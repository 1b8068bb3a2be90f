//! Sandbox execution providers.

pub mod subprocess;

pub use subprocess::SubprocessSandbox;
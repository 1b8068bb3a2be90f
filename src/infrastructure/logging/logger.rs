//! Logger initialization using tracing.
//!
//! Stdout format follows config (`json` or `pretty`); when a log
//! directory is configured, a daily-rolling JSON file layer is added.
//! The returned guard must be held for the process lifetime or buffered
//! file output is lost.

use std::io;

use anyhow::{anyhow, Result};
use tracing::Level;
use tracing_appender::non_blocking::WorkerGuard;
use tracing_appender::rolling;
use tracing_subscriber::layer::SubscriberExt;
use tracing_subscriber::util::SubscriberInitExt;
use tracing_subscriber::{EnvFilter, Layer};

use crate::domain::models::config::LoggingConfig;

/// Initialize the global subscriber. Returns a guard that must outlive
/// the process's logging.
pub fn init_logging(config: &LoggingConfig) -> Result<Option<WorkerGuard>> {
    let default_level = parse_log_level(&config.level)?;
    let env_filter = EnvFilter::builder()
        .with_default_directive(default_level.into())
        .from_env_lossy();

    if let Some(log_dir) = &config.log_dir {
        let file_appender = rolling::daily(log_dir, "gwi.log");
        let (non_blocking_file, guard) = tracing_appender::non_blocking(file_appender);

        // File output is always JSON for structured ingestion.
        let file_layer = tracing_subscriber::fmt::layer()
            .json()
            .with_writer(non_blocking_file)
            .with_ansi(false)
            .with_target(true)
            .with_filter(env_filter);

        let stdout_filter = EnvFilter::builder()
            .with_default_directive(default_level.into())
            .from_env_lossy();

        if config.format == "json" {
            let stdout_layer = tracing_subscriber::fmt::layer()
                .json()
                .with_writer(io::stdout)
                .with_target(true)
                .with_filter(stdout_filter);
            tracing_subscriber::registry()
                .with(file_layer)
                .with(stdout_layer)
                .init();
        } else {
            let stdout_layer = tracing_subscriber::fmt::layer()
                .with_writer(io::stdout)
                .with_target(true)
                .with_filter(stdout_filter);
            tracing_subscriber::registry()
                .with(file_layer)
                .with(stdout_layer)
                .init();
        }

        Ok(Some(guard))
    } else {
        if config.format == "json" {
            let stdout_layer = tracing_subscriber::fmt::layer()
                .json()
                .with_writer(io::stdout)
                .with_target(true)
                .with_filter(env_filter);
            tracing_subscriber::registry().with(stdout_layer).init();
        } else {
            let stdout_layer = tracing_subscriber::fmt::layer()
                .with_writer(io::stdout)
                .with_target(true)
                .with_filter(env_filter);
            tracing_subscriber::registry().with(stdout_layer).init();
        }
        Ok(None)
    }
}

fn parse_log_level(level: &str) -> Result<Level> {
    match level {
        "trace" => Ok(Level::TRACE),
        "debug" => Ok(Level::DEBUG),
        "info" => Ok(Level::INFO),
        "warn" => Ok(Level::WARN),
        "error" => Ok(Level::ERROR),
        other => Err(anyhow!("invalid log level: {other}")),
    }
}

* * * * *

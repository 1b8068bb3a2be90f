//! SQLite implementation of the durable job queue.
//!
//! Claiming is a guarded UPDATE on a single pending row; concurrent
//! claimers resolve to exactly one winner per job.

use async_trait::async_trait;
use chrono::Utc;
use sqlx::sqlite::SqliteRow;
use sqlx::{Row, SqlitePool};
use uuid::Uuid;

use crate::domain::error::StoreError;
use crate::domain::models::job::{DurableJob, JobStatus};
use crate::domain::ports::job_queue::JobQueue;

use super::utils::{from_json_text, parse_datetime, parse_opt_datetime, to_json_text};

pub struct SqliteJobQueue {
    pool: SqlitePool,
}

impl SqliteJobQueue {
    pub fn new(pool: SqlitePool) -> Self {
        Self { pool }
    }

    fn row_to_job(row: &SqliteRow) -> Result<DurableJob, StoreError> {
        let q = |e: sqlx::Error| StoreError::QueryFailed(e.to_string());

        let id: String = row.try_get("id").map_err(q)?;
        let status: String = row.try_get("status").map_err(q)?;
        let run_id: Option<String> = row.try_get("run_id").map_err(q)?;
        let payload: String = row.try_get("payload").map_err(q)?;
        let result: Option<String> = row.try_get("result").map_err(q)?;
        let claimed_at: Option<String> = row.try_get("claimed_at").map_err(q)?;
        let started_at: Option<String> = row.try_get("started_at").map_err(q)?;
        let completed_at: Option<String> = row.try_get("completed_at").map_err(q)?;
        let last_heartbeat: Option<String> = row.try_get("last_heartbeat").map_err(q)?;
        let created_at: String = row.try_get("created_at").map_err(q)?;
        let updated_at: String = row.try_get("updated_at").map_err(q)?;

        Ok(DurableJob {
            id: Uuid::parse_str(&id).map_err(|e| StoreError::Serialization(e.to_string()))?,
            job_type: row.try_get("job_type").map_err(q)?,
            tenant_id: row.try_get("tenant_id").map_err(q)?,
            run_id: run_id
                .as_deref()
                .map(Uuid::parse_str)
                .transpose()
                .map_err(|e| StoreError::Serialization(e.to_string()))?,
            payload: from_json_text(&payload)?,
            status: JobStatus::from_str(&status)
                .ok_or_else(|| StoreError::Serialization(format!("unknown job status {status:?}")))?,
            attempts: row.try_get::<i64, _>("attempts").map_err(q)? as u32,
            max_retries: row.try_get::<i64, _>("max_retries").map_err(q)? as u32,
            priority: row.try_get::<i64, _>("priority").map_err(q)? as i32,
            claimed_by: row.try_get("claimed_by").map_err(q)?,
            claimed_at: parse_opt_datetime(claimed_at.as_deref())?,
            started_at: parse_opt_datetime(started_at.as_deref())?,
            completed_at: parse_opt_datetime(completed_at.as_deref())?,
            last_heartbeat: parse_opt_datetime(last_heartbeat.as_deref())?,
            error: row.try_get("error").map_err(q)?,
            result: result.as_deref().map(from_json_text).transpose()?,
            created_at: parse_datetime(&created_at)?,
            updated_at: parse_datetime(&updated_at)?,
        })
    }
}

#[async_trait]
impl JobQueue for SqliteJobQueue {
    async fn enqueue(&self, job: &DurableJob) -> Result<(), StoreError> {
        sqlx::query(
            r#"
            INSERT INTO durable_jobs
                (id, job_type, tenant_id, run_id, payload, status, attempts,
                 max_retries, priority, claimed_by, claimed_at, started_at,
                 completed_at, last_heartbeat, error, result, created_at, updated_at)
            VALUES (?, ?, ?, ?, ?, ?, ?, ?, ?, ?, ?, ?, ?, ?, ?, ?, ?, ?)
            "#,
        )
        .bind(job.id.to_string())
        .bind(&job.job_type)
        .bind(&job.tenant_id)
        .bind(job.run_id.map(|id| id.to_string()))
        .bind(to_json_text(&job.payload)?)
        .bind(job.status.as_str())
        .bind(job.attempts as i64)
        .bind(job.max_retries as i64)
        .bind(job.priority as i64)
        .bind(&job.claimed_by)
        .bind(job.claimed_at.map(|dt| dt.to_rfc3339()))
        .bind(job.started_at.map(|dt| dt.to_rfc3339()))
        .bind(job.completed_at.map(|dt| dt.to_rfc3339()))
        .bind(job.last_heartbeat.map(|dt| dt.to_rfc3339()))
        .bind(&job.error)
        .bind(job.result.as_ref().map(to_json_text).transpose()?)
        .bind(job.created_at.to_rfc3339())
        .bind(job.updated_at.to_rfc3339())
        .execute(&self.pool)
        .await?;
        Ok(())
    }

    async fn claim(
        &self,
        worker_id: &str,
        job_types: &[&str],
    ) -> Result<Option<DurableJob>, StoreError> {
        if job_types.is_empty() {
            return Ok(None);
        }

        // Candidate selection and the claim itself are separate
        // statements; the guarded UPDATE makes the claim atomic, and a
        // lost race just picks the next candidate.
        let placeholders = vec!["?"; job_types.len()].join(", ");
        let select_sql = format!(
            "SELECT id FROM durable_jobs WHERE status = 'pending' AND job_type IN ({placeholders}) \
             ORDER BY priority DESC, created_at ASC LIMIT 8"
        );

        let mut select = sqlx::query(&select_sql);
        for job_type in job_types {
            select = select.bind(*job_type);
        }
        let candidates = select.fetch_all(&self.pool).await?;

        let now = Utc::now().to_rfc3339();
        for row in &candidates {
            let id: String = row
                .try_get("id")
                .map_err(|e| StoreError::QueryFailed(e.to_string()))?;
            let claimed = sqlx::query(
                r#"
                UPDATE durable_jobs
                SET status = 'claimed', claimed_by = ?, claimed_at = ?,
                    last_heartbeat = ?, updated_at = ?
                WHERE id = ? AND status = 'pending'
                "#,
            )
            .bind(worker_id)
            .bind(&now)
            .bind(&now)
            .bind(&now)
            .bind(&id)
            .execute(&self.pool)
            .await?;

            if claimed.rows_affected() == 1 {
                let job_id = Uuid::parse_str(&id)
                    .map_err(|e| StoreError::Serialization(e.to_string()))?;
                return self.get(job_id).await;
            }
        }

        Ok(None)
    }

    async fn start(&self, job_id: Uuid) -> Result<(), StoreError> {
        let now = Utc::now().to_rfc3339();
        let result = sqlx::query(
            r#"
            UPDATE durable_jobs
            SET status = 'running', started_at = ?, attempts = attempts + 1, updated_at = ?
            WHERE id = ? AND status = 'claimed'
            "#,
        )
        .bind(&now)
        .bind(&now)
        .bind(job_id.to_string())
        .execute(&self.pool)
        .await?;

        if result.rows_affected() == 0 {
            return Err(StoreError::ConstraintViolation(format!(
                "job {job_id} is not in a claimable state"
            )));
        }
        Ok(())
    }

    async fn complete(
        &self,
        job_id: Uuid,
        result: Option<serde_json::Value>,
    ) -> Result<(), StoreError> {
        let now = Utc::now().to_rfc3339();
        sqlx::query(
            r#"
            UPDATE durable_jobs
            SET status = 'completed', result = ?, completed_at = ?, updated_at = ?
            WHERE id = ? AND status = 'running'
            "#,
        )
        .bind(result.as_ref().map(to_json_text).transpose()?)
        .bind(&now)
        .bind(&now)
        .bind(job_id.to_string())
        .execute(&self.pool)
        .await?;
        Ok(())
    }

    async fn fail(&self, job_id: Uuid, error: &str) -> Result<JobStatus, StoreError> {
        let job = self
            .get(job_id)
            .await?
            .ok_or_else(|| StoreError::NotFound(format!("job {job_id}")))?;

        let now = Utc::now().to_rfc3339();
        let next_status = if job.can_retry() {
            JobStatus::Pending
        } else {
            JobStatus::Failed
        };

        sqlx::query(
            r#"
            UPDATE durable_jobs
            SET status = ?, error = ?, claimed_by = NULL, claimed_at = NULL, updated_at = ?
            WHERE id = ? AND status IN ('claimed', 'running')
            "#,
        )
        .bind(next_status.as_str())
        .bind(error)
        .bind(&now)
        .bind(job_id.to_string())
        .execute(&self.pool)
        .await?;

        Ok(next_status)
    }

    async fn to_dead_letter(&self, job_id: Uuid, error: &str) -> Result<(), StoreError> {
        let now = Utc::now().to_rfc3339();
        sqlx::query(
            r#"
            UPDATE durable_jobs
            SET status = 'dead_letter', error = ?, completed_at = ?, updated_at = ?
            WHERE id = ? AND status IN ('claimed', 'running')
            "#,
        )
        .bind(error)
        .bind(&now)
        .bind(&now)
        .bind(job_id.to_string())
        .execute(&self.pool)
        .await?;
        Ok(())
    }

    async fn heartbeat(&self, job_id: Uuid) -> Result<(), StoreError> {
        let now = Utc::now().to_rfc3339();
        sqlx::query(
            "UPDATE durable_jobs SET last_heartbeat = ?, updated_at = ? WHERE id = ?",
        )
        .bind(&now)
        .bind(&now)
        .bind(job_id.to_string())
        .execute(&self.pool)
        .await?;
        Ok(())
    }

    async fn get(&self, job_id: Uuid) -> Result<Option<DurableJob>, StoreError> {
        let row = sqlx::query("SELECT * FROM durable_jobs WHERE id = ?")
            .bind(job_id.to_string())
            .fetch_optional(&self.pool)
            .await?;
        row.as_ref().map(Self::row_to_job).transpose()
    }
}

* * * * *

# [BRIEF]
Among the entries above, locate the lines containing "use async_trait::async_trait;" and "let result: Option<String>", and transcribe exactly those two lines and all lines between.

# [PROBLEM SOLUTION]
use async_trait::async_trait;
use chrono::Utc;
use sqlx::sqlite::SqliteRow;
use sqlx::{Row, SqlitePool};
use uuid::Uuid;

use crate::domain::error::StoreError;
use crate::domain::models::job::{DurableJob, JobStatus};
use crate::domain::ports::job_queue::JobQueue;

use super::utils::{from_json_text, parse_datetime, parse_opt_datetime, to_json_text};

pub struct SqliteJobQueue {
    pool: SqlitePool,
}

impl SqliteJobQueue {
    pub fn new(pool: SqlitePool) -> Self {
        Self { pool }
    }

    fn row_to_job(row: &SqliteRow) -> Result<DurableJob, StoreError> {
        let q = |e: sqlx::Error| StoreError::QueryFailed(e.to_string());

        let id: String = row.try_get("id").map_err(q)?;
        let status: String = row.try_get("status").map_err(q)?;
        let run_id: Option<String> = row.try_get("run_id").map_err(q)?;
        let payload: String = row.try_get("payload").map_err(q)?;
        let result: Option<String> = row.try_get("result").map_err(q)?;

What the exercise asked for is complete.